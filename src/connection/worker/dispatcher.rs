use std::panic::{self, AssertUnwindSafe};
use std::sync::mpsc::Receiver;
use std::sync::{Arc, Mutex};

use tracing::{debug, error, trace};

use super::channel::Command;

pub(super) fn run_worker(connection: u64, worker: usize, receiver: &Arc<Mutex<Receiver<Command>>>) {
    debug!(connection, worker, "worker started");
    let mut jobs: u64 = 0;
    loop {
        // Only the dequeue happens under the lock; jobs run unlocked.
        let next = match receiver.lock() {
            Ok(guard) => guard.recv(),
            Err(poisoned) => poisoned.into_inner().recv(),
        };
        match next {
            Ok(Command::Execute(task)) => {
                jobs = jobs.saturating_add(1);
                trace!(connection, worker, job = jobs, "running queued job");
                if let Err(payload) = panic::catch_unwind(AssertUnwindSafe(|| task.run())) {
                    error!(
                        connection,
                        worker,
                        panic = %panic_message(payload.as_ref()),
                        "queued job panicked; worker continues"
                    );
                }
            }
            Ok(Command::Shutdown) | Err(_) => break,
        }
    }
    debug!(connection, worker, jobs, "worker stopped");
}

pub(crate) fn panic_message(payload: &(dyn std::any::Any + Send)) -> &str {
    if let Some(message) = payload.downcast_ref::<&str>() {
        message
    } else if let Some(message) = payload.downcast_ref::<String>() {
        message
    } else {
        "non-string panic payload"
    }
}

PROBLEM DETAILS - Above are the records; copy all of them exactly.

ANSWER BELOW -
filename src/connection/worker/dispatcher.rs
use std::panic::{self, AssertUnwindSafe};
use std::sync::mpsc::Receiver;
use std::sync::{Arc, Mutex};

use tracing::{debug, error, trace};

use super::channel::Command;

pub(super) fn run_worker(connection: u64, worker: usize, receiver: &Arc<Mutex<Receiver<Command>>>) {
    debug!(connection, worker, "worker started");
    let mut jobs: u64 = 0;
    loop {
        // Only the dequeue happens under the lock; jobs run unlocked.
        let next = match receiver.lock() {
            Ok(guard) => guard.recv(),
            Err(poisoned) => poisoned.into_inner().recv(),
        };
        match next {
            Ok(Command::Execute(task)) => {
                jobs = jobs.saturating_add(1);
                trace!(connection, worker, job = jobs, "running queued job");
                if let Err(payload) = panic::catch_unwind(AssertUnwindSafe(|| task.run())) {
                    error!(
                        connection,
                        worker,
                        panic = %panic_message(payload.as_ref()),
                        "queued job panicked; worker continues"
                    );
                }
            }
            Ok(Command::Shutdown) | Err(_) => break,
        }
    }
    debug!(connection, worker, jobs, "worker stopped");
}

pub(crate) fn panic_message(payload: &(dyn std::any::Any + Send)) -> &str {
    if let Some(message) = payload.downcast_ref::<&str>() {
        message
    } else if let Some(message) = payload.downcast_ref::<String>() {
        message
    } else {
        "non-string panic payload"
    }
}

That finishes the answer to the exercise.